▸ DATASET RECORDS:
-----

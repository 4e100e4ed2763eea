/*!
Leaf payload: what a command declares and how it runs.

A [`CommandSpec`] carries a one-line help, an optional long description, the
positional argument shapes and a handler. The same shapes compile into the
static grammar (single-shot mode) and into the throwaway parser used for the
leftover tokens of an interactive line.
*/

use std::io::Write;

use anyhow::Result;
use clap::{Arg, ArgAction, ArgMatches, ColorChoice, Command};

use crate::session::Session;
use crate::tree::Tree;

pub type CommandTree = Tree<CommandSpec>;

/// Handler outcome.
#[derive(Copy, Clone, Debug, PartialEq, Eq)]
pub enum Flow {
    Continue,
    /// Stop the interactive loop.
    Exit,
}

#[derive(Copy, Clone, Debug, PartialEq, Eq)]
pub enum Arity {
    Required,
    Optional,
    OneOrMore,
    ZeroOrMore,
}

/// One positional argument shape.
#[derive(Clone, Debug)]
pub struct ArgSpec {
    pub name: &'static str,
    pub help: &'static str,
    pub arity: Arity,
}

impl ArgSpec {
    pub fn new(name: &'static str, arity: Arity, help: &'static str) -> Self {
        Self {
            name,
            help,
            arity,
        }
    }

    pub fn to_arg(&self) -> Arg {
        let arg = Arg::new(self.name).help(self.help).value_name(self.name);
        match self.arity {
            Arity::Required => arg.required(true).action(ArgAction::Set),
            Arity::Optional => arg.required(false).action(ArgAction::Set),
            Arity::OneOrMore => arg.required(true).num_args(1..).action(ArgAction::Append),
            Arity::ZeroOrMore => arg.required(false).num_args(0..).action(ArgAction::Append),
        }
    }
}

pub type Handler = Box<dyn Fn(&mut CommandContext<'_>) -> Result<Flow>>;

pub struct CommandSpec {
    pub help: String,
    pub description: Option<String>,
    pub arguments: Vec<ArgSpec>,
    handler: Handler,
}

impl CommandSpec {
    pub fn new<F>(help: impl Into<String>, handler: F) -> Self
    where
        F: Fn(&mut CommandContext<'_>) -> Result<Flow> + 'static,
    {
        Self {
            help: help.into(),
            description: None,
            arguments: Vec::new(),
            handler: Box::new(handler),
        }
    }

    pub fn description(mut self, text: impl Into<String>) -> Self {
        self.description = Some(text.into());
        self
    }

    pub fn arg(mut self, arg: ArgSpec) -> Self {
        self.arguments.push(arg);
        self
    }

    /// Long description if set, else the one-line help.
    pub fn long_help(&self) -> &str {
        self.description.as_deref().unwrap_or(&self.help)
    }

    /// Compile into a clap command named `name`.
    pub fn to_command(&self, name: &str) -> Command {
        let mut cmd = Command::new(name.to_string())
            .about(self.help.clone())
            .disable_help_subcommand(true)
            .color(ColorChoice::Never);
        if let Some(desc) = &self.description {
            cmd = cmd.long_about(desc.trim().to_string());
        }
        cmd.args(self.arguments.iter().map(ArgSpec::to_arg))
    }

    pub fn invoke(&self, ctx: &mut CommandContext<'_>) -> Result<Flow> {
        (self.handler)(ctx)
    }
}

impl std::fmt::Debug for CommandSpec {
    fn fmt(&self, f: &mut std::fmt::Formatter<'_>) -> std::fmt::Result {
        f.debug_struct("CommandSpec")
            .field("help", &self.help)
            .field("arguments", &self.arguments)
            .finish_non_exhaustive()
    }
}

/// Everything a handler may touch while it runs.
pub struct CommandContext<'a> {
    pub tree: &'a CommandTree,
    pub session: &'a mut Session,
    pub matches: &'a ArgMatches,
    pub interactive: bool,
    pub out: &'a mut dyn Write,
}

impl CommandContext<'_> {
    pub fn value(&self, name: &str) -> Option<&str> {
        self.matches.get_one::<String>(name).map(String::as_str)
    }

    pub fn values(&self, name: &str) -> Vec<String> {
        self.matches
            .get_many::<String>(name)
            .map(|vals| vals.cloned().collect())
            .unwrap_or_default()
    }
}

/* --------------------------------- Tests ---------------------------------- */

#[cfg(test)]
mod tests {
    use super::*;

    fn sample() -> CommandSpec {
        CommandSpec::new("Rolls dice.", |_| Ok(Flow::Continue))
            .arg(ArgSpec::new("mode", Arity::Required, "mode"))
            .arg(ArgSpec::new("specs", Arity::ZeroOrMore, "dice"))
    }

    #[test]
    fn compiles_required_and_repeated_positionals() {
        let matches = sample()
            .to_command("roll")
            .no_binary_name(true)
            .try_get_matches_from(["fast", "1d6", "2d8"])
            .unwrap();
        assert_eq!(matches.get_one::<String>("mode").unwrap(), "fast");
        let specs: Vec<&String> = matches.get_many::<String>("specs").unwrap().collect();
        assert_eq!(specs, ["1d6", "2d8"]);
    }

    #[test]
    fn help_flag_is_not_a_value() {
        let err = sample()
            .to_command("roll")
            .no_binary_name(true)
            .try_get_matches_from(["--help"])
            .unwrap_err();
        assert_eq!(err.kind(), clap::error::ErrorKind::DisplayHelp);
    }

    #[test]
    fn missing_required_is_an_error() {
        let err = sample()
            .to_command("roll")
            .no_binary_name(true)
            .try_get_matches_from(Vec::<String>::new())
            .unwrap_err();
        assert_eq!(err.kind(), clap::error::ErrorKind::MissingRequiredArgument);
    }

    #[test]
    fn one_or_more_needs_a_value() {
        let spec = CommandSpec::new("x", |_| Ok(Flow::Continue))
            .arg(ArgSpec::new("items", Arity::OneOrMore, "items"));
        assert!(
            spec.to_command("x")
                .no_binary_name(true)
                .try_get_matches_from(Vec::<String>::new())
                .is_err()
        );
    }

    #[test]
    fn long_help_prefers_description() {
        let spec = CommandSpec::new("short", |_| Ok(Flow::Continue));
        assert_eq!(spec.long_help(), "short");
        let spec = spec.description("long text");
        assert_eq!(spec.long_help(), "long text");
    }
}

-----

▸ TASK INSTRUCTIONS: Find the string "clap" in the records, then copy each line where it occurs.

▸ OUTPUT BELOW:
use clap::{Arg, ArgAction, ArgMatches, ColorChoice, Command};
    /// Compile into a clap command named `name`.
        assert_eq!(err.kind(), clap::error::ErrorKind::DisplayHelp);
        assert_eq!(err.kind(), clap::error::ErrorKind::MissingRequiredArgument);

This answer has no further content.